Initiative, savvy, luck, circumstance, and convolution have taken over currencies – or at least digital creations purported to be currencies (but in reality don’t, and never will, quite fit the bill). Those entities that create and support real currencies are taking notice. In other words, welcome to government in action. Here come central bank digital coins. Now imagine these “developed” governments (of whom France is probably not the worst offender) trying to deal with a global currency, currency exchanges, and the transfer of funds internationally. We don’t have to look too far to find the convoluted rules behind Bretton Woods, the WTO, and other international absurdities to recognize that this problem is not easily solved, or even understood. Bureaucrats are generally better at devising rules, charging fees, and collecting taxes and information than making anything that is useful or even comprehensible.

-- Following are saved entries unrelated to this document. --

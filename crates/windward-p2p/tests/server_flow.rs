//! In-process server round-trips: a real axum listener on a loopback port,
//! driven by the typed client. Covers signature attribution, replay
//! rejection, header-authenticated portfolio reads, commitment
//! countersigning and the settlement exchange over HTTP.

use std::collections::HashMap;
use std::net::SocketAddr;
use std::sync::{Arc, Mutex};
use std::time::{Duration, Instant};

use async_trait::async_trait;

use windward_chain::{BotRecord, ChainAdapter, ChainError};
use windward_core::error::WindwardError;
use windward_core::types::{
    Address, Amount, Bet, BetId, BetStatus, BilateralCommitment, CustomPayout, Digest, Nonce,
    ReplyStatus, SettlementAgreement, SettlementProposal, Signature, Trade, VaultBalance,
};
use windward_crypto::typed_data::{
    hash_commitment, hash_settlement_agreement, hash_settlement_proposal,
};
use windward_crypto::{recover_address, KeyPair, TypedDomain};
use windward_discovery::{DiscoveryConfig, PeerDirectory};
use windward_p2p::auth::trades_upload_digest;
use windward_p2p::messages::{CommitmentSignRequest, TradeProposition, TradesUpload};
use windward_p2p::{P2pClient, P2pServerConfig, ReplayCache, ServerContext};
use windward_resilience::{MetricsCollector, ResilienceLog};
use windward_settlement::{
    ExitPrice, PriceSource, SettlementConfig, SettlementCoordinator, SettlementTransport,
    TradeStore,
};

const WIND: Amount = 1_000_000_000_000_000_000;

fn contract_domain() -> TypedDomain {
    TypedDomain::contract("Windward", "1", 1, Address([0xCC; 20]))
}

fn p2p_domain() -> TypedDomain {
    TypedDomain::p2p("Windward", "1", 1)
}

// ── Mock chain ────────────────────────────────────────────────────────────────

#[derive(Default)]
struct ChainState {
    bots: Vec<BotRecord>,
    bets: HashMap<BetId, Bet>,
    nonces: HashMap<Address, Nonce>,
    balances: HashMap<Address, VaultBalance>,
}

struct MockChain {
    state: Arc<Mutex<ChainState>>,
    keypair: Arc<KeyPair>,
}

#[async_trait]
impl ChainAdapter for MockChain {
    async fn approve(&self, _: Address, _: Amount) -> Result<(), ChainError> {
        Ok(())
    }
    async fn balance(&self) -> Result<Amount, ChainError> {
        Ok(0)
    }
    async fn register_bot(&self, _: &str, _: Digest) -> Result<(), ChainError> {
        Ok(())
    }
    async fn deregister_bot(&self) -> Result<(), ChainError> {
        Ok(())
    }
    async fn get_bot(&self, address: Address) -> Result<Option<BotRecord>, ChainError> {
        Ok(self
            .state
            .lock()
            .unwrap()
            .bots
            .iter()
            .find(|b| b.address == address)
            .cloned())
    }
    async fn get_all_active_bots(&self) -> Result<Vec<BotRecord>, ChainError> {
        Ok(self.state.lock().unwrap().bots.clone())
    }
    async fn deposit_to_vault(&self, _: Amount) -> Result<(), ChainError> {
        Ok(())
    }
    async fn withdraw_from_vault(&self, _: Amount) -> Result<(), ChainError> {
        Ok(())
    }
    async fn get_vault_balance(&self, address: Address) -> Result<VaultBalance, ChainError> {
        Ok(self
            .state
            .lock()
            .unwrap()
            .balances
            .get(&address)
            .copied()
            .unwrap_or(VaultBalance { available: 10 * WIND, locked: 0, total: 10 * WIND }))
    }
    async fn get_vault_nonce(&self, address: Address) -> Result<Nonce, ChainError> {
        Ok(*self.state.lock().unwrap().nonces.get(&address).unwrap_or(&0))
    }
    fn sign_bilateral_commitment(
        &self,
        c: &BilateralCommitment,
    ) -> Result<Signature, ChainError> {
        Ok(self.keypair.sign_digest(&hash_commitment(&contract_domain(), c)))
    }
    async fn commit_bilateral_bet(
        &self,
        c: &BilateralCommitment,
        _: &Signature,
        _: &Signature,
    ) -> Result<BetId, ChainError> {
        let mut state = self.state.lock().unwrap();
        let bet_id = BetId(state.bets.len() as u64 + 1);
        state.bets.insert(
            bet_id,
            Bet {
                bet_id,
                trades_root: c.trades_root,
                creator: c.creator,
                filler: c.filler,
                creator_amount: c.creator_amount,
                filler_amount: c.filler_amount,
                deadline: c.resolution_deadline,
                created_at: 0,
                status: BetStatus::Active,
            },
        );
        Ok(bet_id)
    }
    fn sign_settlement_agreement(
        &self,
        a: &SettlementAgreement,
    ) -> Result<Signature, ChainError> {
        Ok(self
            .keypair
            .sign_digest(&hash_settlement_agreement(&contract_domain(), a)))
    }
    async fn settle_by_agreement(
        &self,
        _: &SettlementAgreement,
        _: &Signature,
        _: &Signature,
    ) -> Result<(), ChainError> {
        Ok(())
    }
    fn sign_custom_payout(&self, p: &CustomPayout) -> Result<Signature, ChainError> {
        Ok(self
            .keypair
            .sign_digest(&windward_crypto::typed_data::hash_custom_payout(&contract_domain(), p)))
    }
    async fn custom_payout(
        &self,
        _: &CustomPayout,
        _: &Signature,
        _: &Signature,
    ) -> Result<(), ChainError> {
        Ok(())
    }
    async fn request_arbitration(&self, _: BetId) -> Result<(), ChainError> {
        Ok(())
    }
    async fn get_bet(&self, bet_id: BetId) -> Result<Bet, ChainError> {
        self.state
            .lock()
            .unwrap()
            .bets
            .get(&bet_id)
            .cloned()
            .ok_or_else(|| ChainError::Reverted("unknown bet".into()))
    }
    fn signer_address(&self) -> Address {
        self.keypair.address
    }
}

struct FixedPrices(Vec<ExitPrice>);

#[async_trait]
impl PriceSource for FixedPrices {
    async fn exit_prices(
        &self,
        _: BetId,
        _: &str,
        _: &[String],
    ) -> Result<Vec<ExitPrice>, WindwardError> {
        Ok(self.0.clone())
    }
}

struct NoTransport;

Luck rather than leadership, circumstance rather than foresight or political skill, seem to have been more helpful in triggering these developments. Digital coins (while loosely described as “currency” are more like a digital asset easily transferred and accounted for in a digital ledger) represent a handful of rather clever people taking on central government’s mighty bureaucrats. Armed with simplicity, clarity, and algorithms, they are defeating all administrations’ fondness for complexity, confusion, and rules.
In general, bureaucrats are masters of the art of convolution. Essentially, governments work overtime to create farce in the spirit of precision. An example of bureaucratic absurdity can be found in France (admittedly, a country that has taken bureaucracy to an art form – perhaps more so than art itself). When the government started a new lockdown because of the pandemic, they devised a two-page permission form to leave home, with 15 different justifications, before, thankfully, shelving it in the face of ridicule. The French can buy alcohol, for instance, but not underwear. These rules were simply to be able to walk out the front door, and the government imagined that this kind of detailed process was somehow useful, and not the bewildering reality it represented.